L'étude AthéroGène, réalisée par une équipe franco-allemande, a fourni des informations intéressantes sur l'IL18. Cette étude prospective porte sur une cohorte de 1 299 patients âgés en moyenne de 62 ans, recrutés à l'occasion d'une coronarographie diagnostique et présentant au moins une sténose supérieure à 30 %. Les deux tiers d'entre eux avaient un angor instable et un tiers, un syndrome coronaire aigu. Durant le suivi, qui a duré en moyenne 5,4 ans, 168 décès d'origine cardio-vasculaire et 67 infarctus du myocarde non fatals ont été notés. Grâce à la plasmathèque et à la banque d'ADN constituées à cette occasion, un grand nombre de paramètres biologiques continuent d'être mesurés et analysés. Il a ainsi été montré que le taux sérique d'IL18 est lié à la mortalité cardio-vasculaire : par rapport aux sujets situés dans le premier quartile, le risque relatif est quatre fois plus élevé chez ceux du quartile le plus élevé d'IL18 (S. Blankenberg et coll. « Circulation » 2002). Ces patients ont également un taux de survie à 5 ans très bas. En revanche, dans ce travail, le rôle prédictif de la CRP n'est pas significatif. Autre donnée intéressante, l'IL18 est très faiblement corrélée, d'une part, avec les facteurs de risque cardio-vasculaire classiques et, d'autre part, avec marqueurs de l'inflammation.
Des résultats comparables ont été observés dans l'étude prospective franco-irlandaise Prime (P. Ducimetière et coll., Inserm U258) menée sur environ 10 600 hommes de 50-59 ans, en bonne santé, suivis pendant cinq ans. Trois cent trente-cinq participants ont développé un événement cardio-vasculaire fatal ou non. L'analyse cas-témoins « nichée » (appariement de chacun des cas survenus à deux témoins) montre, là encore, qu'il existe une corrélation significative entre le taux d'IL18 et la mortalité cardio-vasculaire. A noter également que l'étude d'échantillons sanguins prélevés lors des études Hope et Lipid (prévention secondaire en postsyndrome coronarien aigu) a mis en évidence une association entre l'IL18 et le risque de survenue d'un événement cardio-vasculaire (S. Blankenberg).
Afin de déterminer si l'IL18 est un acteur ou un marqueur de l'athérosclérose, des travaux sur les gènes codants pour cette interleukine, son inhibiteur endogène et ses deux récepteurs ont été réalisés dans l'unité 525 de l'Inserm. Au total, 29 polymorphismes ont été phénotypés, dont 20 utilisés dans AthéroGène. D'après les résultats de ces études génétiques, le polymorphisme module le risque chez les sujets qui ont déjà un taux élevé d'IL18. On peut penser que cette dernière intervient surtout dans la fragilisation de la plaque et que les sujets porteurs d'haplotypes protecteurs ou délétères peuvent avoir un risque élevé ou diminué de complications.

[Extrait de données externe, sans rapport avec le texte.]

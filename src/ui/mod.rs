//! Terminal interaction
//!
//! Console output, prompts, input collection and menu rendering.

pub mod console;
pub mod input;
pub mod menu;
pub mod prompt;

// Re-export main types
pub use self::console::*;
pub use input::*;
pub use menu::*;
pub use prompt::*;
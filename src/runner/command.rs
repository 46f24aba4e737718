//! External runner invocation
//!
//! This module runs the external task runner in list mode and in run mode.

use crate::config::CLI_ARGS_ENV;
use crate::error::{ExecutionError, ExecutionResult};
use crate::runner::InterruptFlag;
use crate::ui::Console;
use std::env;
use std::path::{Path, PathBuf};
use std::process::{Command as StdCommand, Stdio};

/// Exit code reported when the runner could not be started
pub const SPAWN_FAILURE_CODE: i32 = 1;

/// Invokes the external runner against one Taskfile
#[derive(Debug, Clone)]
pub struct TaskRunner {
    /// Runner binary
    program: String,

    /// Absolute Taskfile path
    taskfile: PathBuf,

    interrupt: InterruptFlag,
}

impl TaskRunner {
    /// Create a runner. A relative Taskfile path is made absolute so it stays
    /// valid once the child's working directory is switched.
    pub fn new(program: impl Into<String>, taskfile: &Path, interrupt: InterruptFlag) -> Self {
        TaskRunner {
            program: program.into(),
            taskfile: absolutize(taskfile),
            interrupt,
        }
    }

    pub fn taskfile(&self) -> &Path {
        &self.taskfile
    }

    /// Directory the runner is started in
    pub fn working_dir(&self) -> PathBuf {
        self.taskfile
            .parent()
            .filter(|p| !p.as_os_str().is_empty())
            .map(Path::to_path_buf)
            .unwrap_or_else(|| PathBuf::from("."))
    }

    /// `<runner> --taskfile <path> --list`
    pub fn list_command(&self) -> StdCommand {
        let mut command = self.base_command();
        command.arg("--list");
        command
    }

    /// `<runner> --taskfile <path> <task> [<input>]`, with `CLI_ARGS=<input>`
    pub fn run_command(&self, task: &str, input: &str) -> StdCommand {
        let mut command = self.base_command();
        command.arg(task);

        if !input.is_empty() {
            command.arg(input);
        }

        command.env(CLI_ARGS_ENV, input);
        command
    }

    /// Capture the runner's own task listing
    pub fn list(&self) -> ExecutionResult<String> {
        let output = self
            .list_command()
            .stdin(Stdio::null())
            .output()
            .map_err(|error| ExecutionError::Spawn {
                program: self.program.clone(),
                error,
            })?;

        if output.status.success() {
            Ok(String::from_utf8_lossy(&output.stdout).into_owned())
        } else {
            let stderr = String::from_utf8_lossy(&output.stderr).trim().to_string();
            let reason = if stderr.is_empty() {
                format!("exit code {:?}", output.status.code())
            } else {
                stderr
            };
            Err(ExecutionError::ListFailed(reason))
        }
    }

    /// Run a task with inherited stdio and return its exit code.
    ///
    /// Ctrl+C during the run yields 0; a failure to start the runner is
    /// reported and yields [`SPAWN_FAILURE_CODE`].
    pub fn run(&self, task: &str, input: &str, console: &dyn Console) -> i32 {
        let mut command = self.run_command(task, input);
        command
            .stdin(Stdio::inherit())
            .stdout(Stdio::inherit())
            .stderr(Stdio::inherit());

        console.debug(&format!("{:?}", command));

        self.interrupt.clear();
        let status = command.status();
        let interrupted = self.interrupt.take();

        match status {
            _ if interrupted => {
                console.warn("Task interrupted by user");
                0
            }
            Ok(status) => status.code().unwrap_or(SPAWN_FAILURE_CODE),
            Err(error) => {
                let err = ExecutionError::Spawn {
                    program: self.program.clone(),
                    error,
                };
                console.error(&err.to_string());
                SPAWN_FAILURE_CODE
            }
        }
    }

    fn base_command(&self) -> StdCommand {
        let mut command = StdCommand::new(&self.program);
        command
            .arg("--taskfile")
            .arg(&self.taskfile)
            .current_dir(self.working_dir());
        command
    }
}

fn absolutize(path: &Path) -> PathBuf {
    if path.is_absolute() {
        return path.to_path_buf();
    }
    env::current_dir()
        .map(|cwd| cwd.join(path))
        .unwrap_or_else(|_| path.to_path_buf())
}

D'après la communication du Pr Laurence Tiret, Inserm U525, Paris.
De nombreuses conditions
Pour que les marqueurs de l'inflammation impliqués dans l'athérogenèse puissent passer dans la pratique clinique, ils doivent faire l'objet de nombreuses démonstrations. Sont concernés : la valeur ajoutée, la cohérence dans différentes populations, la stabilité du marqueur, la fiabilité, ainsi que la sensibilité, la spécificité du dosage, la standardisation des méthodes de dosage, l'acceptabilité du coût, et, enfin, l'intérêt pour guider la démarche thérapeutique et améliorer le pronostic du patient. A l'exception de la CRP, on est loin de toutes ces conditions.